Speaking on a programme about the crippling inflation rate and shortage of basic foodstuffs, fuel and transport services in the country, the MP for Kuwadzana said: “Mugabe has created a legacy of intimidation. Zimbabweans are so scared. Fear has become a new religion. Fear is the national religion. People are so scared, they’re even scared of themselves. They can’t even entertain the idea of criticizing the regime in their minds because they are so scared that maybe someone is reading their mind.”
Chamisa hit the headlines in March 2007 when he tried to board a plane from Harare to Brussels. He was beaten over the head in true military fashion and admitted to hospital with a broken skull. “There is no security. There is no protection, all of us are at risk,” he told reporters.
The BBC radio programme aired voices of ordinary Zimbabweans talking about the breakdown of the economy which left members of the public spending hours, sometimes days, in queues for cooking oil, meat, fish, vegetables.

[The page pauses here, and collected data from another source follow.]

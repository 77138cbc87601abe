use super::Visibility;
use crate::constants::{DEFAULT_PUBLIC_GROUP, DEFAULT_REGISTERED_GROUP};
use crate::error::{AccessError, AccessResult};
use crate::permissions::{AccessControlList, AccessMode, Agent, Permission};
use crate::resource::ResourceId;
use std::collections::BTreeSet;

/// Canonical grant pattern for each grant-based visibility.
///
/// `open` grants read to the public group, `authenticated` to the registered
/// group, `restricted` to neither. Group names are configurable.
#[derive(Debug, Clone, PartialEq, Eq)]
pub struct VisibilityMap {
    public_group: String,
    registered_group: String,
}

impl Default for VisibilityMap {
    fn default() -> Self {
        Self::new(DEFAULT_PUBLIC_GROUP, DEFAULT_REGISTERED_GROUP)
    }
}

impl VisibilityMap {
    pub fn new(public_group: &str, registered_group: &str) -> Self {
        Self {
            public_group: public_group.to_string(),
            registered_group: registered_group.to_string(),
        }
    }

    pub fn public_agent(&self) -> Agent {
        Agent::group(self.public_group.clone())
    }

    pub fn registered_agent(&self) -> Agent {
        Agent::group(self.registered_group.clone())
    }

    /// Groups that must hold read access for `visibility`
    pub fn additions_for(&self, visibility: Visibility) -> AccessResult<Vec<Agent>> {
        match visibility {
            Visibility::Open => Ok(vec![self.public_agent()]),
            Visibility::Authenticated => Ok(vec![self.registered_agent()]),
            Visibility::Restricted => Ok(Vec::new()),
            other => Err(not_grant_based(other)),
        }
    }

    /// Groups whose read and discover access must be removed for `visibility`
    pub fn deletions_for(&self, visibility: Visibility) -> AccessResult<Vec<Agent>> {
        match visibility {
            Visibility::Open => Ok(vec![self.registered_agent()]),
            Visibility::Authenticated => Ok(vec![self.public_agent()]),
            Visibility::Restricted => Ok(vec![self.public_agent(), self.registered_agent()]),
            other => Err(not_grant_based(other)),
        }
    }

    /// Rewrite the read grants of `acl` to the pattern for `visibility`.
    /// Grants for other agents are left alone.
    pub fn apply_to_acl(
        &self,
        acl: &mut AccessControlList,
        visibility: Visibility,
    ) -> AccessResult<()> {
        let additions = self.additions_for(visibility)?;
        for agent in self.deletions_for(visibility)? {
            acl.revoke(AccessMode::Read)
                .from(agent.clone())
                .revoke(AccessMode::Discover)
                .from(agent);
        }
        for agent in additions {
            acl.grant(AccessMode::Read).to(agent);
        }
        Ok(())
    }

    /// Same rewrite as [`VisibilityMap::apply_to_acl`] over a bare permission
    /// set, for resources that hold their permissions inline.
    pub fn apply_to_permissions(
        &self,
        permissions: &mut BTreeSet<Permission>,
        access_to: &ResourceId,
        visibility: Visibility,
    ) -> AccessResult<()> {
        let additions = self.additions_for(visibility)?;
        let deletions = self.deletions_for(visibility)?;
        permissions.retain(|p| {
            !(matches!(p.mode, AccessMode::Read | AccessMode::Discover)
                && deletions.contains(&p.agent))
        });
        for agent in additions {
            permissions.insert(Permission::new(agent, AccessMode::Read, access_to.clone()));
        }
        Ok(())
    }

    /// Derive the grant-based visibility of a permission set.
    pub fn visibility_for<'a, I>(&self, permissions: I) -> Visibility
    where
        I: IntoIterator<Item = &'a Permission>,
    {
        let public = self.public_agent();
        let registered = self.registered_agent();
        let mut authenticated = false;

        for permission in permissions {
            let grants_read = matches!(permission.mode, AccessMode::Read | AccessMode::Discover);
            if grants_read && permission.agent == public {
                return Visibility::Open;
            }
            if permission.mode == AccessMode::Read && permission.agent == registered {
                authenticated = true;
            }
        }

        if authenticated {
            Visibility::Authenticated
        } else {
            Visibility::Restricted
        }
    }
}

fn not_grant_based(visibility: Visibility) -> AccessError {
    AccessError::invalid_transition(format!(
        "'{}' has no grant pattern of its own",
        visibility
    ))
}

#[cfg(test)]
mod tests {
    use super::*;
    use crate::resource::ResourceId;

    fn permission(agent: Agent, mode: AccessMode) -> Permission {
        Permission::new(agent, mode, ResourceId::from("r"))
    }

    #[test]
    fn test_public_discover_is_open() {
        let map = VisibilityMap::default();
        let perms = vec![permission(Agent::group("public"), AccessMode::Discover)];
        assert_eq!(map.visibility_for(&perms), Visibility::Open);
    }

    #[test]
    fn test_public_wins_over_registered() {
        let map = VisibilityMap::default();
        let perms = vec![
            permission(Agent::group("registered"), AccessMode::Read),
            permission(Agent::group("public"), AccessMode::Read),
        ];
        assert_eq!(map.visibility_for(&perms), Visibility::Open);
    }

    #[test]
    fn test_user_grants_alone_are_restricted() {
        let map = VisibilityMap::default();
        let perms = vec![
            permission(Agent::user("alice"), AccessMode::Edit),
            permission(Agent::user("bob"), AccessMode::Read),
        ];
        assert_eq!(map.visibility_for(&perms), Visibility::Restricted);
    }

    #[test]
    fn test_custom_group_names() {
        let map = VisibilityMap::new("world", "members");
        let perms = vec![permission(Agent::group("members"), AccessMode::Read)];
        assert_eq!(map.visibility_for(&perms), Visibility::Authenticated);
        assert_eq!(map.additions_for(Visibility::Open).unwrap(), vec![Agent::group("world")]);
    }

    #[test]
    fn test_restricted_strips_public_discover_but_keeps_users() {
        let map = VisibilityMap::default();
        let id = ResourceId::from("r");
        let mut perms: BTreeSet<Permission> = [
            permission(Agent::group("public"), AccessMode::Discover),
            permission(Agent::group("registered"), AccessMode::Read),
            permission(Agent::user("alice"), AccessMode::Edit),
        ]
        .into_iter()
        .collect();

        map.apply_to_permissions(&mut perms, &id, Visibility::Restricted)
            .unwrap();
        assert_eq!(perms.len(), 1);
        assert_eq!(map.visibility_for(&perms), Visibility::Restricted);
    }

    #[test]
    fn test_embargo_has_no_grant_pattern() {
        let map = VisibilityMap::default();
        assert!(matches!(
            map.additions_for(Visibility::Embargo),
            Err(AccessError::InvalidTransition(_))
        ));
    }
}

Last week the inflation rate rocketed to between 20,000 to 30,000 percent. Citizens said that hundreds of MDC meetings have been banned by the police. Journalists are routinely intimidated and lawyers beaten up
The voice of Mugabe was heard on several chilling clips. The ma,n soon to mark his 83rd birthday with celebrations that will cost impoverished Zimbabweans billions of dollars, spoke about the need for “unity, unity, unity,”
As his sumptuous birthday celebrations approach, he quoted Karl Marx as saying – “He, who does not work, shall not eat.”